When the mind begins to open and the reasoning faculties to develop, the duty of educating the child becomes incumbent on the parent. As its physical, so its intellectual, being must be trained and nourished. And by education is here meant the training of the young mind, the bringing out of its mental powers and the acquisition of useful knowledge, without reference to anything moral or religious. This latter feature – the most important of all deserves especial attention.

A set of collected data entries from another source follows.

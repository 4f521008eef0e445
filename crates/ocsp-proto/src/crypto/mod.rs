//! Cryptographic collaborator
//!
//! The request builder and the response validator never hash, verify or draw
//! randomness directly; they go through a [`CryptoEngine`] handed to them by
//! the caller. [`DefaultCryptoEngine`] is the production engine. Tests can
//! substitute their own.

mod default;

pub use self::default::DefaultCryptoEngine;

use crate::certificate::Certificate;
use crate::der::{oid, tag, Tlv};
use crate::error::{OcspError, Result};
use chrono::{DateTime, Utc};

/// Hash algorithms usable in a CertID
#[derive(Debug, Clone, Copy, PartialEq, Eq, Hash, Default)]
pub enum HashAlgorithm {
    /// SHA-1, the default for compatibility with deployed responders
    #[default]
    Sha1,
    Sha256,
    Sha384,
    Sha512,
}

impl HashAlgorithm {
    /// Algorithm OID arcs
    pub fn oid(self) -> &'static [u64] {
        match self {
            Self::Sha1 => oid::SHA1,
            Self::Sha256 => oid::SHA256,
            Self::Sha384 => oid::SHA384,
            Self::Sha512 => oid::SHA512,
        }
    }

    /// Look up an algorithm by OBJECT IDENTIFIER element
    pub fn from_oid(tlv: &Tlv<'_>) -> Option<Self> {
        [Self::Sha1, Self::Sha256, Self::Sha384, Self::Sha512]
            .into_iter()
            .find(|alg| tlv.is_oid(alg.oid()))
    }

    /// Digest length in bytes
    pub fn output_len(self) -> usize {
        match self {
            Self::Sha1 => 20,
            Self::Sha256 => 32,
            Self::Sha384 => 48,
            Self::Sha512 => 64,
        }
    }
}

/// Signature algorithms the default engine can verify
#[derive(Debug, Clone, Copy, PartialEq, Eq)]
pub enum SignatureAlgorithm {
    /// ECDSA with P-256 curve and SHA-256
    EcdsaP256Sha256,
    /// ECDSA with P-256 curve and SHA-384
    EcdsaP256Sha384,
    /// ECDSA with P-384 curve and SHA-256
    EcdsaP384Sha256,
    /// ECDSA with P-384 curve and SHA-384
    EcdsaP384Sha384,
    /// RSA PKCS#1 v1.5 with SHA-1 (still common on OCSP responders)
    RsaPkcs1Sha1,
    RsaPkcs1Sha256,
    RsaPkcs1Sha384,
    RsaPkcs1Sha512,
    RsaPssSha256,
    RsaPssSha384,
    RsaPssSha512,
    Ed25519,
}

impl SignatureAlgorithm {
    /// Resolve from a signature AlgorithmIdentifier and the signer's SPKI
    ///
    /// For ECDSA the curve comes from the public key parameters; for RSA-PSS
    /// the hash comes from the RSASSA-PSS-params.
    pub fn resolve(algorithm_identifier: &[u8], spki: &[u8]) -> Result<Self> {
        let (sig_oid, sig_params) = split_algorithm_identifier(algorithm_identifier)?;

        let unsupported = || {
            OcspError::UnsupportedAlgorithm(crate::der::oid_to_string(sig_oid.content))
        };

        if sig_oid.is_oid(oid::SHA1_WITH_RSA) {
            Ok(Self::RsaPkcs1Sha1)
        } else if sig_oid.is_oid(oid::SHA256_WITH_RSA) {
            Ok(Self::RsaPkcs1Sha256)
        } else if sig_oid.is_oid(oid::SHA384_WITH_RSA) {
            Ok(Self::RsaPkcs1Sha384)
        } else if sig_oid.is_oid(oid::SHA512_WITH_RSA) {
            Ok(Self::RsaPkcs1Sha512)
        } else if sig_oid.is_oid(oid::ED25519) {
            Ok(Self::Ed25519)
        } else if sig_oid.is_oid(oid::ECDSA_WITH_SHA256) || sig_oid.is_oid(oid::ECDSA_WITH_SHA384) {
            let sha384 = sig_oid.is_oid(oid::ECDSA_WITH_SHA384);
            let (_, key_params, _) = split_spki(spki)?;
            let curve = key_params.ok_or_else(unsupported)?;
            match (curve.is_oid(oid::SECP256R1), curve.is_oid(oid::SECP384R1), sha384) {
                (true, _, false) => Ok(Self::EcdsaP256Sha256),
                (true, _, true) => Ok(Self::EcdsaP256Sha384),
                (_, true, false) => Ok(Self::EcdsaP384Sha256),
                (_, true, true) => Ok(Self::EcdsaP384Sha384),
                _ => Err(OcspError::UnsupportedAlgorithm(format!(
                    "curve {}",
                    crate::der::oid_to_string(curve.content)
                ))),
            }
        } else if sig_oid.is_oid(oid::RSASSA_PSS) {
            match pss_hash(sig_params)? {
                HashAlgorithm::Sha256 => Ok(Self::RsaPssSha256),
                HashAlgorithm::Sha384 => Ok(Self::RsaPssSha384),
                HashAlgorithm::Sha512 => Ok(Self::RsaPssSha512),
                HashAlgorithm::Sha1 => Err(unsupported()),
            }
        } else {
            Err(unsupported())
        }
    }
}

/// Hashing, signature verification, chain validation and randomness
pub trait CryptoEngine: Send + Sync {
    /// Digest `data` with `algorithm`
    fn digest(&self, algorithm: HashAlgorithm, data: &[u8]) -> Vec<u8>;

    /// Verify `signature` over `message`
    ///
    /// `algorithm_identifier` is the DER AlgorithmIdentifier that accompanied
    /// the signature and `spki` the signer's DER SubjectPublicKeyInfo.
    /// Returns `Ok(false)` for a signature that does not verify and an error
    /// only when the algorithm cannot be handled.
    fn verify_signature(
        &self,
        algorithm_identifier: &[u8],
        spki: &[u8],
        message: &[u8],
        signature: &[u8],
    ) -> Result<bool>;

    /// Validate that `leaf` chains to one of `anchors` at time `at`
    ///
    /// `intermediates` may supply certificates between the two; each one
    /// used as an issuer must be a CA allowed to sign certificates.
    /// Failures are [`OcspError::ChainValidationFailed`].
    fn validate_chain(
        &self,
        leaf: &Certificate,
        intermediates: &[Certificate],
        anchors: &[Certificate],
        at: DateTime<Utc>,
    ) -> Result<()>;

    /// Fill `buf` with cryptographically strong random bytes
    fn fill_random(&self, buf: &mut [u8]) -> Result<()>;
}

/// Split AlgorithmIdentifier ::= SEQUENCE { algorithm OID, parameters ANY OPTIONAL }
pub(crate) fn split_algorithm_identifier(der: &[u8]) -> Result<(Tlv<'_>, Option<Tlv<'_>>)> {
    let items = Tlv::parse_exact(der)?.sequence("AlgorithmIdentifier")?;
    let mut items = items.into_iter();
    let algorithm = items
        .next()
        .ok_or_else(|| OcspError::malformed("empty AlgorithmIdentifier"))?
        .expect(tag::OID, "AlgorithmIdentifier.algorithm")?;
    Ok((algorithm, items.next()))
}

/// Split SubjectPublicKeyInfo into (algorithm OID, parameters, key bits)
pub(crate) fn split_spki(der: &[u8]) -> Result<(Tlv<'_>, Option<Tlv<'_>>, &[u8])> {
    let items = Tlv::parse_exact(der)?.sequence("SubjectPublicKeyInfo")?;
    match items.as_slice() {
        [algorithm, key] => {
            let (oid, params) = split_algorithm_identifier(algorithm.raw)?;
            Ok((oid, params, key.bit_string()?))
        }
        _ => Err(OcspError::malformed("SubjectPublicKeyInfo must have two elements")),
    }
}

/// Hash named in RSASSA-PSS-params; SHA-1 when absent
fn pss_hash(params: Option<Tlv<'_>>) -> Result<HashAlgorithm> {
    let Some(params) = params else {
        return Ok(HashAlgorithm::Sha1);
    };
    for item in params.sequence("RSASSA-PSS-params")? {
        if item.is_context(0) {
            let (hash_oid, _) = split_algorithm_identifier(item.explicit_inner()?.raw)?;
            return HashAlgorithm::from_oid(&hash_oid).ok_or_else(|| {
                OcspError::UnsupportedAlgorithm(crate::der::oid_to_string(hash_oid.content))
            });
        }
    }
    Ok(HashAlgorithm::Sha1)
}

#[cfg(test)]
mod tests {
    use super::*;
    use crate::der::{der_explicit_context, der_null, der_oid, der_sequence};

    const CA_PEM: &str = include_str!("../../tests/fixtures/ca.pem");

    #[test]
    fn test_resolve_ecdsa_from_curve() {
        let ca = Certificate::from_pem(CA_PEM).unwrap();
        let alg = SignatureAlgorithm::resolve(ca.signature_algorithm(), ca.spki()).unwrap();
        assert_eq!(alg, SignatureAlgorithm::EcdsaP256Sha256);
    }

    #[test]
    fn test_resolve_rsa_pkcs1() {
        let ca = Certificate::from_pem(CA_PEM).unwrap();
        let mut content = der_oid(oid::SHA1_WITH_RSA);
        content.extend_from_slice(&der_null());
        let alg = SignatureAlgorithm::resolve(&der_sequence(&content), ca.spki()).unwrap();
        assert_eq!(alg, SignatureAlgorithm::RsaPkcs1Sha1);
    }

    #[test]
    fn test_resolve_pss_hash_from_params() {
        let ca = Certificate::from_pem(CA_PEM).unwrap();
        let mut hash_alg = der_oid(oid::SHA384);
        hash_alg.extend_from_slice(&der_null());
        let params = der_sequence(&der_explicit_context(0, &der_sequence(&hash_alg)));
        let mut content = der_oid(oid::RSASSA_PSS);
        content.extend_from_slice(&params);

        let alg = SignatureAlgorithm::resolve(&der_sequence(&content), ca.spki()).unwrap();
        assert_eq!(alg, SignatureAlgorithm::RsaPssSha384);
    }

    #[test]
    fn test_resolve_unknown_algorithm() {
        let ca = Certificate::from_pem(CA_PEM).unwrap();
        let content = der_oid(&[1, 2, 3, 4]);
        let err = SignatureAlgorithm::resolve(&der_sequence(&content), ca.spki()).unwrap_err();
        assert_eq!(err, OcspError::UnsupportedAlgorithm("1.2.3.4".to_string()));
    }

    #[test]
    fn test_hash_algorithm_oid_lookup() {
        let encoded = der_oid(oid::SHA256);
        let tlv = Tlv::parse_exact(&encoded).unwrap();
        assert_eq!(HashAlgorithm::from_oid(&tlv), Some(HashAlgorithm::Sha256));
        assert_eq!(HashAlgorithm::default(), HashAlgorithm::Sha1);
    }
}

Concerning the culture of the mind, it is a fact, recognized by all, that in this era of popular rights and liberties, no man can expect to make anything but a meagre success of life, if he does that much, without at least a modicum of knowledge and intellectual training. This is an age in which brains are at a high premium; and although brains are by no means the monopoly of the cultured class, they must be considered as non-existent if they are not brought out by education. Knowledge is what counts nowadays. Even in the most common walks of life advancement is impossible without it. This is one reason why parents, who have at heart the future success and well-being of their children, should strive to give them as good an education as their means allow.

Their happiness here is also concerned. If he be ignorant and untaught, a man will be frowned at, laughed at, and be made in many ways, in contact with his fellow-men, to feel the overwhelming inferiority of his position. He will be made unhappy, unless he chooses to keep out of the way of those who know something and associate with those who know nothing – in which case he is very liable to feel lonesome.

He is moreover deprived of the positive comforts and happiness that education affords. Neither books nor public questions will interest him; his leisure moments will be a time of idleness and unbearable tedium; a whole world – the world of the mind – will be closed to him, with its joys, pleasures and comforts which are many.

Add to this the fact that the Maker never intended that the noble faculty of the intelligence should remain an inert element in the life of His creature, that this precious talent should remain buried in the flesh of animal nature. Intelligence alone distinguishes us from the brute; we are under obligation to perfect our humanity. And since education is a means of doing this, we owe it to our nature that we educate ourselves and have educated those who are under our care.

How long should the child be kept at school? The law provides that every child attend school until it reaches the age of fourteen. This law appears to be reasonable and just, and we think that in ordinary circumstances it has the power to bind in conscience. The parent therefore who neglects to keep children at school we account guilty of sin, and of grievous sin, if the neglect be notable.

Outside this provision of the law, we think children should be kept at school as long as it is possible and prudent to do so. This depends, of course, on the means and resources of the parents. They are under no obligation to give to their children an education above what their means allow. Then, the aptitudes, physical and mental, of the child are a factor to be considered. Poor health or inherited weakness may forbid a too close application to studies, while it may be a pure waste of time and money to keep at school a child that will not profit by the advantage offered. It is better to put such a child at work as soon as possible. As says the philosopher of Archey Road: “You may lead a young man to the university, but you cannot make him learn.”

Outside these contingencies, we think every child has a right to a common school education, such as is given in our system under the high school, whether it be fourteen years of age or over. Reading and writing, grammar and arithmetic, history and geography, these a.re the fundamental and essential elements of a common school education; and in our time and country, a modicum of information on these subjects is necessary for the future well-being, success and happiness of our children. And since parents are bound to care for the future of their children, we consider them likewise bound to give them such an education as will insure these blessings.